Regression to the Mean and Beta Distributions

This morning, a discussion of regression to the mean popped up on Phil's and Tango's blogs. This discussion touches upon some of the recent work I've been doing with Beta distributions, so I figured I'd go ahead and lay out the math linking regression to the mean with Bayesian probability with a Beta prior.

Many of the events we measure in baseball are Bernoulli trials, meaning we simply record whether they happen or not for each opportunity. For example, whether or not a team wins a game, or whether or not a batter gets on base are Bernoulli trials. When we observe these events over a period of time, the results follow a binomial distribution.

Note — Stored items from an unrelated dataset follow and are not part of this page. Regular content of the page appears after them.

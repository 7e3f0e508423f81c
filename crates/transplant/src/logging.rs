//! Tracing setup shared by the binaries.

use std::sync::OnceLock;

use tracing_subscriber::{fmt, prelude::*, EnvFilter, Registry};

pub const LOG_ENV_VAR: &str = "CSAV_TRANSPLANT_LOG";
const DEFAULT_FILTER: &str = "info";

static INITIALIZED: OnceLock<()> = OnceLock::new();

#[derive(Debug, thiserror::Error)]
pub enum LoggingError {
    #[error("Failed to install global tracing subscriber: {0}")]
    SetGlobal(#[from] tracing::subscriber::SetGlobalDefaultError),
}

/// Installs a stderr subscriber filtered by `CSAV_TRANSPLANT_LOG`.
/// Later calls do nothing.
pub fn init() -> Result<(), LoggingError> {
    if INITIALIZED.get().is_some() {
        return Ok(());
    }

    let subscriber = Registry::default()
        .with(build_env_filter())
        .with(fmt::layer().with_writer(std::io::stderr));
    tracing::subscriber::set_global_default(subscriber)?;
    let _ = INITIALIZED.set(());

    tracing::debug!("logging initialized");
    Ok(())
}

fn build_env_filter() -> EnvFilter {
    EnvFilter::try_from_env(LOG_ENV_VAR).unwrap_or_else(|_| EnvFilter::new(DEFAULT_FILTER))
}

#[cfg(test)]
mod tests {
    use super::*;

    #[test]
    fn init_twice_is_harmless() {
        init().expect("first init");
        init().expect("second init");
    }
}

When we observe these binomial events, each team or player has a certain amount of skill in producing successes. Said skill level will vary from team to team or player to player, and, as a result, we will observe different results from different teams or players. Albert Pujols, for example, has a high degree of skill at getting on base compared to the whole population of MLB hitters, and we would expect to observe him getting on base more often than, say, Emilio Bonifacio.

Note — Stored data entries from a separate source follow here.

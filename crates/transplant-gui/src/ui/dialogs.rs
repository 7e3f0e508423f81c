use eframe::egui;

use crate::TransplantApp;

pub(crate) fn error_dialog(app: &mut TransplantApp, ctx: &egui::Context) {
    let Some(message) = app.error_message.clone() else {
        return;
    };

    egui::Window::new("Error")
        .collapsible(false)
        .resizable(false)
        .anchor(egui::Align2::CENTER_CENTER, egui::Vec2::ZERO)
        .show(ctx, |ui| {
            ui.label(egui::RichText::new(message).color(egui::Color32::LIGHT_RED));
            ui.add_space(8.0);
            if ui.button("OK").clicked() {
                app.clear_error_message();
            }
        });
}

pub(crate) fn conversion_progress(app: &mut TransplantApp, ctx: &egui::Context) {
    if !app.is_conversion_running() {
        return;
    }

    egui::Window::new("conversion_progress")
        .title_bar(false)
        .collapsible(false)
        .resizable(false)
        .anchor(egui::Align2::CENTER_CENTER, egui::Vec2::ZERO)
        .frame(egui::Frame::popup(&ctx.style()))
        .show(ctx, |ui| {
            ui.vertical_centered(|ui| {
                ui.heading("Transplanting…");
                ui.add_space(8.0);
                ui.add(egui::Spinner::new());
                ui.add_space(8.0);
                let cancelling = app.is_cancelling();
                let label = if cancelling { "Cancelling…" } else { "Cancel" };
                if ui
                    .add_enabled(!cancelling, egui::Button::new(label))
                    .on_hover_text("Stop the converter process.")
                    .clicked()
                {
                    app.cancel_conversion();
                }
            });
        });
}

pub(crate) fn exit_confirmation(app: &mut TransplantApp, ctx: &egui::Context) {
    if app.show_exit_confirm {
        egui::Window::new("Confirm Exit")
            .collapsible(false)
            .resizable(false)
            .show(ctx, |ui| {
                if app.is_conversion_running() {
                    ui.label("A conversion is still running and will be stopped.");
                }
                ui.label("Are you sure you want to exit?");
                ui.add_space(8.0);
                ui.horizontal(|ui| {
                    let yes_clicked = ui.button("Yes").clicked();
                    let no_clicked = ui.button("No").clicked();

                    if yes_clicked {
                        app.show_exit_confirm = false;
                        app.exit(ctx);
                    } else if no_clicked {
                        app.show_exit_confirm = false;
                    }
                });
            });
    }
}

The variance in talent levels is not the only thing driving the variance in obvserved results, however. As with any binomial process (excepting those with 0% or 100% probabilities, anyway), there is also random variance as described by the binonial distribution. Even if Albert's on-base skill is roughly 40%, and Bonifacio's is roughly 33%, it is still possible that you will occasionally observe Emilio to have a higher OBP than Albert over a given period of time.

In baseball, it is a practical problem that we do not know the true probability linked to each team's or player's skill, only their observed rate of success. Thus, if we want to know the true talent probability, we have to estimate it from the observed.

One way to do this is with regression to the mean. Say that we have a player with a .400 observed OBP over 500 PAs, and we want to estimate his true talent OBP. Regression to the mean says we need to find out how much, on average, our observed sample will reflect the hitter's true talent OBP, and how much it will reflect random binomial variation. Then, that will tell us how many PAs of the league average we need to add to the observed performance to estimate the hitter's true talent.

For example, say we decide that the number of league average PAs we need to add to regress a 500 PA sample of OBP is 250. We would take the observed performance (200 times on base in 500 PAs), and add 82.5 times on base in 250 PAs (i.e. the league average performance, assuming league average is about .330) to that.

200+82.5......282.5
------------ = -------- = .377
500+250........750

Therefore, regression to the mean would estimate the hitter's true OBP talent at .377.

As Phil demonstrated, once you decide that you have to add 250 PAs of league average performance to your sample to regress, you would use that same 250 PA figure to regress any OBP performance, regardless of how many PAs are in the observed sample. Whether you have 10 observed PAs or 1000 observed PAs, the amount of average performance you have to add to regress does not change.

Now, how would one go about finding that 250 PA figure? One way is to figure out the number of PAs at which the random binomial variance is equal to the variance of true talent in the population.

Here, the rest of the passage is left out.